Darius, the effective secret capital of the Mesan Alignment, architects of the new Übermensch, sat there in it's hidden corner of the galaxy. Surrounded by fortresses, fleets and shipyards, its rulers had believed themselves safe until their inevitable victory.

Then a massive hyper-footprint lights up the system, a huge fleet drops in out of no-where. They are accelerating far too fast to be anyone but the Alignment's most hated and feared opponents. They have found their opponents secret refuge.

But no impeller drives light up, no sidewalls activate, even the spider-drive detectors show nothing.

Honor instructs her fleet to decelerate, and waits for more information from the drones heading for Darius. Nothing happens, the ships and fortresses orbiting Darius remain inert.

"Take a drone right in. I want to see the planet's surface," Honor snapped.

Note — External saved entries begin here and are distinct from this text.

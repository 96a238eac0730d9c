//! NOT_MY_VBUCKET handling and map replacement.

mod common;

use std::time::Duration;

use common::{map_config, new_store, uniform_vbuckets, FakeNode};
use skerry_client::protocol::{opcode, Status};
use skerry_client::{
    Error, GetCommand, Instance, NodeCapabilities, Settings, StoreCommand,
};
use tokio::time::timeout;

const N_VBUCKETS: usize = 256;

#[tokio::test(flavor = "multi_thread")]
async fn nmv_retries_once_on_the_refreshed_map() {
    let store = new_store();
    let a = FakeNode::spawn_shared(store.clone()).await;
    let b = FakeNode::spawn_shared(store.clone()).await;
    let instance = std::sync::Arc::new(Instance::new(Settings::default()));

    // Map v1: node a masters everything.
    let v1 = map_config(
        1,
        &[&a, &b],
        uniform_vbuckets(N_VBUCKETS, vec![0, 1]),
        NodeCapabilities::all(),
    );
    instance.publish_map(&v1).await.unwrap();
    instance.store(StoreCommand::upsert("k", "v")).await.unwrap();

    // a no longer owns the vbucket; the client must ask for a fresh map.
    a.fail_next(opcode::GET, Status::NotMyVbucket);
    let mut refresh = instance.map_refresh_requests();

    let get = {
        let instance = instance.clone();
        tokio::spawn(async move { instance.get(GetCommand::new("k")).await })
    };

    timeout(Duration::from_secs(5), refresh.changed())
        .await
        .expect("refresh request")
        .unwrap();

    // Map v2 moves mastership to node b.
    let v2 = map_config(
        2,
        &[&a, &b],
        uniform_vbuckets(N_VBUCKETS, vec![1, 0]),
        NodeCapabilities::all(),
    );
    instance.publish_map(&v2).await.unwrap();

    let doc = timeout(Duration::from_secs(5), get)
        .await
        .unwrap()
        .unwrap()
        .unwrap();
    assert_eq!(&doc.value[..], b"v");

    // Exactly one silent retry, on the new master.
    assert_eq!(a.received(opcode::GET), 1);
    assert_eq!(b.received(opcode::GET), 1);
}

#[tokio::test(flavor = "multi_thread")]
async fn nmv_guesses_the_next_server_when_the_map_is_stale() {
    let store = new_store();
    let a = FakeNode::spawn_shared(store.clone()).await;
    let b = FakeNode::spawn_shared(store.clone()).await;
    let mut settings = Settings::default();
    settings.retry_interval = Duration::from_millis(20);
    let instance = Instance::new(settings);

    let map = map_config(
        1,
        &[&a, &b],
        uniform_vbuckets(N_VBUCKETS, vec![0, 1]),
        NodeCapabilities::all(),
    );
    instance.publish_map(&map).await.unwrap();
    instance.store(StoreCommand::upsert("k", "v")).await.unwrap();

    // No new map arrives; the retry probes the next server instead.
    a.fail_next(opcode::GET, Status::NotMyVbucket);
    let doc = instance.get(GetCommand::new("k")).await.unwrap();
    assert_eq!(&doc.value[..], b"v");
    assert_eq!(a.received(opcode::GET), 1);
    assert_eq!(b.received(opcode::GET), 1);
}

#[tokio::test(flavor = "multi_thread")]
async fn vb_noguess_sticks_to_the_map() {
    let store = new_store();
    let a = FakeNode::spawn_shared(store.clone()).await;
    let b = FakeNode::spawn_shared(store.clone()).await;
    let mut settings = Settings::default();
    settings.retry_interval = Duration::from_millis(20);
    settings.vb_noguess = true;
    let instance = Instance::new(settings);

    let map = map_config(
        1,
        &[&a, &b],
        uniform_vbuckets(N_VBUCKETS, vec![0, 1]),
        NodeCapabilities::all(),
    );
    instance.publish_map(&map).await.unwrap();
    instance.store(StoreCommand::upsert("k", "v")).await.unwrap();

    a.fail_next(opcode::GET, Status::NotMyVbucket);
    let doc = instance.get(GetCommand::new("k")).await.unwrap();
    assert_eq!(&doc.value[..], b"v");
    // Both attempts hit the mapped master; the guess is disabled.
    assert_eq!(a.received(opcode::GET), 2);
    assert_eq!(b.received(opcode::GET), 0);
}

#[tokio::test(flavor = "multi_thread")]
async fn nmv_exhausting_the_deadline_surfaces_timeout() {
    let node = FakeNode::spawn().await;
    let mut settings = Settings::default();
    settings.operation_timeout = Duration::from_millis(150);
    settings.retry_interval = Duration::from_millis(40);
    settings.vb_noguess = true;
    let instance = Instance::new(settings);

    let map = map_config(
        1,
        &[&node],
        uniform_vbuckets(N_VBUCKETS, vec![0]),
        NodeCapabilities::all(),
    );
    instance.publish_map(&map).await.unwrap();
    instance.store(StoreCommand::upsert("k", "v")).await.unwrap();

    // The node keeps disowning the vbucket and no new map ever arrives.
    node.fail_times(opcode::GET, Status::NotMyVbucket, 64);
    assert_eq!(
        instance.get(GetCommand::new("k")).await,
        Err(Error::Timeout)
    );
}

A hush fell on the flagship, while the drone continued to close. Details began to be visible on the drone's feed. First seas, then cities, then roads, and even buildings. Finally, the watchers could even make out people. And still, the ships and fortresses remained inert.

The drone continued to close, and the viewscreen showed a skeleton-thin man, apparently dancing in a circle, with his right arm extended ... and then another, repeating the same dance ... and then another.

Quietly, Honor mused "I told Chien-lu that I hoped that the Alignment were able to keep their nanotech from mutating. It appears that they failed,", then, speaking to her officers, "Ladies and Gentlemen, we have a new task. To sterilise this entire system so that not even a single virus survives. Lets be about it."